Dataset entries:
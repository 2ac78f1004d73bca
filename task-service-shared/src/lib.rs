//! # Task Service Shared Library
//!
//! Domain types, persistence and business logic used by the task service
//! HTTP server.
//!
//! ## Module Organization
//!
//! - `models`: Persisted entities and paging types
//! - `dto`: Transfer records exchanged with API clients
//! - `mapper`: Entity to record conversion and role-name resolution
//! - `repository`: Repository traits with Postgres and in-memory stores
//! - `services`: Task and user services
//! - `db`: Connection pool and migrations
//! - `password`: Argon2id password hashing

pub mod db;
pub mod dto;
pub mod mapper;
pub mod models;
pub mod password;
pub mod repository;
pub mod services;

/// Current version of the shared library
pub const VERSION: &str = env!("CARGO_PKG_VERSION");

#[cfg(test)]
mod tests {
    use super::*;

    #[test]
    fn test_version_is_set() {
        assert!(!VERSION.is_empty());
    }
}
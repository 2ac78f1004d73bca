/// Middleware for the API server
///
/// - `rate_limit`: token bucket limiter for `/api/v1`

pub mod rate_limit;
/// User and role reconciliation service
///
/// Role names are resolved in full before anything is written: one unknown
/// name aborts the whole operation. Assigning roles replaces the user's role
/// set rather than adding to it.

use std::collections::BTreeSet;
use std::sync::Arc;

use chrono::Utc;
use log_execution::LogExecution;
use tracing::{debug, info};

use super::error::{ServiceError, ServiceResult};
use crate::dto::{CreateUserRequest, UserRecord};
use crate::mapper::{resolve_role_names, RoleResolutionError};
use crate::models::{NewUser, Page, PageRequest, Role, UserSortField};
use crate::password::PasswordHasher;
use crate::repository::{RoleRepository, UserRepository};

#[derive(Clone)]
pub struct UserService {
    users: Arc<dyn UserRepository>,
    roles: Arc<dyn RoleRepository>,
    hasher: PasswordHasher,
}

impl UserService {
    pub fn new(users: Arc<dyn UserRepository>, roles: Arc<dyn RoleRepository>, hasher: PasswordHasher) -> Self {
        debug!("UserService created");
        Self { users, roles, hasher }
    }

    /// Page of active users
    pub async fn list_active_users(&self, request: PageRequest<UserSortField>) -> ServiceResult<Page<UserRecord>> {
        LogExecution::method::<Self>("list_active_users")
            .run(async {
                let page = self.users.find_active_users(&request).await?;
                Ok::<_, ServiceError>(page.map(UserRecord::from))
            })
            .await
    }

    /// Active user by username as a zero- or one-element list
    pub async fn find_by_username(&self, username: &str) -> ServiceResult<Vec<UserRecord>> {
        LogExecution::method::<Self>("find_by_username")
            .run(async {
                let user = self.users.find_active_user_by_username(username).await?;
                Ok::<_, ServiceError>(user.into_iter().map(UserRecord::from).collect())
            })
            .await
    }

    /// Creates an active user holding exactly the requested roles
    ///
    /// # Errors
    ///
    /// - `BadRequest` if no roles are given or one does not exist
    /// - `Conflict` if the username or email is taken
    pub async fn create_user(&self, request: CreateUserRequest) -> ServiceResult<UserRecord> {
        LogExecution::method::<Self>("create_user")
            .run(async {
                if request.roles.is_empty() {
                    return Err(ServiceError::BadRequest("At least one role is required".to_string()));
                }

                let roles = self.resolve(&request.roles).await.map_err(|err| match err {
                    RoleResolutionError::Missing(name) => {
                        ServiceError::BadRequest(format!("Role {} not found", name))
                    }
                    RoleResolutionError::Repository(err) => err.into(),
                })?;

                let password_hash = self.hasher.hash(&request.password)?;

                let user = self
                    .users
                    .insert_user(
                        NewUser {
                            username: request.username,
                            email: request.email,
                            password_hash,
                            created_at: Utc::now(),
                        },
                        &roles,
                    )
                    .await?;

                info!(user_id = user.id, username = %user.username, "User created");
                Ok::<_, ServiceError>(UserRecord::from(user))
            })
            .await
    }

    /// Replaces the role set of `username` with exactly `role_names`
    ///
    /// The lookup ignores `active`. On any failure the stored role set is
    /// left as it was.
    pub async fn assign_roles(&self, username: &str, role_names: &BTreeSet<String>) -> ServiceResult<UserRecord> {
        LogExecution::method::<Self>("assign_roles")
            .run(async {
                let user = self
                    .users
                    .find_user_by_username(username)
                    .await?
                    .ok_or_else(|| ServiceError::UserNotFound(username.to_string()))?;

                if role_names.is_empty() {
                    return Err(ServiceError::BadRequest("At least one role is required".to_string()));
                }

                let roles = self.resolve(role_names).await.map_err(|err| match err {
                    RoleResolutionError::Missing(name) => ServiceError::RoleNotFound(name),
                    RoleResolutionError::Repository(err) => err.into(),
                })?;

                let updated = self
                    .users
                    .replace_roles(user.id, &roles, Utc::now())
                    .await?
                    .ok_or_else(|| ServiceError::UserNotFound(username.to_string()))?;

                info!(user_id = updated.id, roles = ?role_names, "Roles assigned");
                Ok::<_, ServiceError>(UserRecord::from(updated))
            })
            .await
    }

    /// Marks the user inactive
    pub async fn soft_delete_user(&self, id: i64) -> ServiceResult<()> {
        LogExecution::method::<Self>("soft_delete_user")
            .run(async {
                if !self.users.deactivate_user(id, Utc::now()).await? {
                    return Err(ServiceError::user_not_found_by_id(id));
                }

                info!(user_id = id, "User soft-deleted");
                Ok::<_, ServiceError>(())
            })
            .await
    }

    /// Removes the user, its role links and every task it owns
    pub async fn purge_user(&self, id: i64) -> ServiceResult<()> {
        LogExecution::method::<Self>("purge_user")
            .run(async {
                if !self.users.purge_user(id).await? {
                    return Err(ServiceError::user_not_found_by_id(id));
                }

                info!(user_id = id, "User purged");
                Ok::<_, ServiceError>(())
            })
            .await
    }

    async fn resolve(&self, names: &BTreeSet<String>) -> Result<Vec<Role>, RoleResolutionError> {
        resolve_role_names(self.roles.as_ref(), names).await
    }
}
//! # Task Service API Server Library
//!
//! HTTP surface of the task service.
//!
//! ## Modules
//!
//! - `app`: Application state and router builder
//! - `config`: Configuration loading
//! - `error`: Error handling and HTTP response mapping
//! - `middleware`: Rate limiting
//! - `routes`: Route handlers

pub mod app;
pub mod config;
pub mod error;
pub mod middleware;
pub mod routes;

* THE PROBLEM:
Among the lines above, return those that contain the string "exactly".

* SOLUTION TO THIS PROBLEM:
    /// Creates an active user holding exactly the requested roles
    /// Replaces the role set of `username` with exactly `role_names`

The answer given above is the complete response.